Ce n’était que la première étape pour trouver une intervention pharmacologique qui pourrait être utilisée pour traiter les patients touchés, a déclaré Prof. Daniela Salvemini, auteur principal, et professeur William Beaumont de pharmacologie et de physiologie à l’Université de St Louis. Elle a dit MNT qu’elle voulait « construire sur une histoire ».
Les travaux antérieurs du Dr Salvemini et de son équipe ont porté sur le rôle des sphingolipides sur la douleur neuropathique.

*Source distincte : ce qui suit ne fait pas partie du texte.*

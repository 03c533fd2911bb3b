//! Per-borehole image manifests.

use std::fs;
use std::path::{Path, PathBuf};
use tracing::{debug, info, warn};

use super::Fetch;
use crate::cache::write_atomic;
use crate::config::Config;
use crate::error::{Result, ScanError};
use crate::models::{ManifestEntry, PageUrl};

/// Body line the service sends for boreholes it will not show
const NOT_FOUND_MESSAGE: &str = "the requested borehole does not exist";

/// Resolves and caches the page-image URLs of boreholes.
pub struct ManifestFetcher<'a, F> {
    fetch: &'a F,
    cache_dir: PathBuf,
    base_url: String,
}

impl<'a, F: Fetch> ManifestFetcher<'a, F> {
    pub fn new(fetch: &'a F, config: &Config) -> Self {
        Self {
            fetch,
            cache_dir: config.cache.manifest_dir.clone(),
            base_url: config.provider.base_url.trim_end_matches('/').to_string(),
        }
    }

    pub fn cache_path(&self, bgs_id: i64) -> PathBuf {
        self.cache_dir.join(format!("{}_imgpath.json", bgs_id))
    }

    pub fn listing_url(&self, bgs_id: i64) -> String {
        format!("{}/sobi_scans/boreholes/{}/images", self.base_url, bgs_id)
    }

    /// Manifest for one borehole.
    ///
    /// A cached manifest is returned as stored; otherwise the listing is
    /// fetched once, parsed and written to the cache before returning.
    /// Network errors are propagated as-is.
    pub async fn manifest(&self, bgs_id: i64) -> Result<Vec<ManifestEntry>> {
        let path = self.cache_path(bgs_id);
        if path.is_file() {
            debug!("Using cached manifest {}", path.display());
            return load_cached(&path);
        }

        let body = self.fetch.get_text(&self.listing_url(bgs_id)).await?;
        let mut entries = parse_listing(bgs_id, &body);

        if entries.is_empty() {
            warn!("Borehole {} data is not available", bgs_id);
            entries.push(ManifestEntry {
                bgs_id,
                page: 1,
                url: PageUrl::InvalidLocation,
            });
        }

        fs::create_dir_all(&self.cache_dir).map_err(|source| ScanError::FileWrite {
            path: self.cache_dir.clone(),
            source,
        })?;
        let data = serde_json::to_vec_pretty(&entries).map_err(|source| ScanError::Manifest {
            path: path.clone(),
            source,
        })?;
        write_atomic(&path, &data).map_err(|source| ScanError::FileWrite {
            path: path.clone(),
            source,
        })?;

        info!("Borehole {}: {} page(s) listed", bgs_id, entries.len());
        Ok(entries)
    }
}

fn load_cached(path: &Path) -> Result<Vec<ManifestEntry>> {
    let data = fs::read(path)?;
    serde_json::from_slice(&data).map_err(|source| ScanError::Manifest {
        path: path.to_path_buf(),
        source,
    })
}

/// Parse a CRLF-separated listing body.
///
/// Each non-empty line is one page; the page number is the line's position
/// in the body (1-based). Not-found lines become the confidential marker.
pub fn parse_listing(bgs_id: i64, body: &str) -> Vec<ManifestEntry> {
    body.split("\r\n")
        .enumerate()
        .filter(|(_, line)| !line.is_empty())
        .map(|(i, line)| {
            let line = line.trim();
            let url = if line.to_lowercase().contains(NOT_FOUND_MESSAGE) {
                PageUrl::Confidential
            } else {
                PageUrl::Link(line.to_string())
            };
            ManifestEntry {
                bgs_id,
                page: i as u32 + 1,
                url,
            }
        })
        .collect()
}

« Le but ultime est de fournir la justification pharmacologique, d’entrer dans des essais cliniques avec l’un de ces médicaments déjà approuvés par la FDA pour le traitement du déficit cognitif chez les patients qui recevront une chimiothérapie, ou chez les patients qui ont reçu une chimiothérapie et qui ont développé des symptômes. Donc, nous voulons voir si nous pouvons prévenir et traiter. [T]C’est vraiment l’objectif à long terme.
– Prof. Daniela Salvemini
L’équipe a récemment appris qu’elle avait reçu une subvention de 2,3 millions de dollars sur 5 ans pour s’appuyer sur cette découverte. Le professeur Salvemini a déclaré MNT qu’elle espérait explorer si d’autres formes de chimiothérapie provoquaient des problèmes cognitifs par le même mécanisme, et si les médicaments pouvaient être réutilisés non seulement pour traiter le cerveau chimio, mais pour le prévenir.
Plus tôt cette année, un article publié dans Cellule par des chercheurs de l’Université de Stanford ont montré que les dommages aux tissus cérébraux subis par les personnes infectées par le SRAS-CoV-2 et qui ont développé un long COVID sont similaires aux lésions cérébrales observées chez les personnes atteintes de chimio-cerveau.
Le professeur Salvemini a également demandé une subvention pour déterminer s’il pourrait également y avoir une application pour le médicament pour ces patients.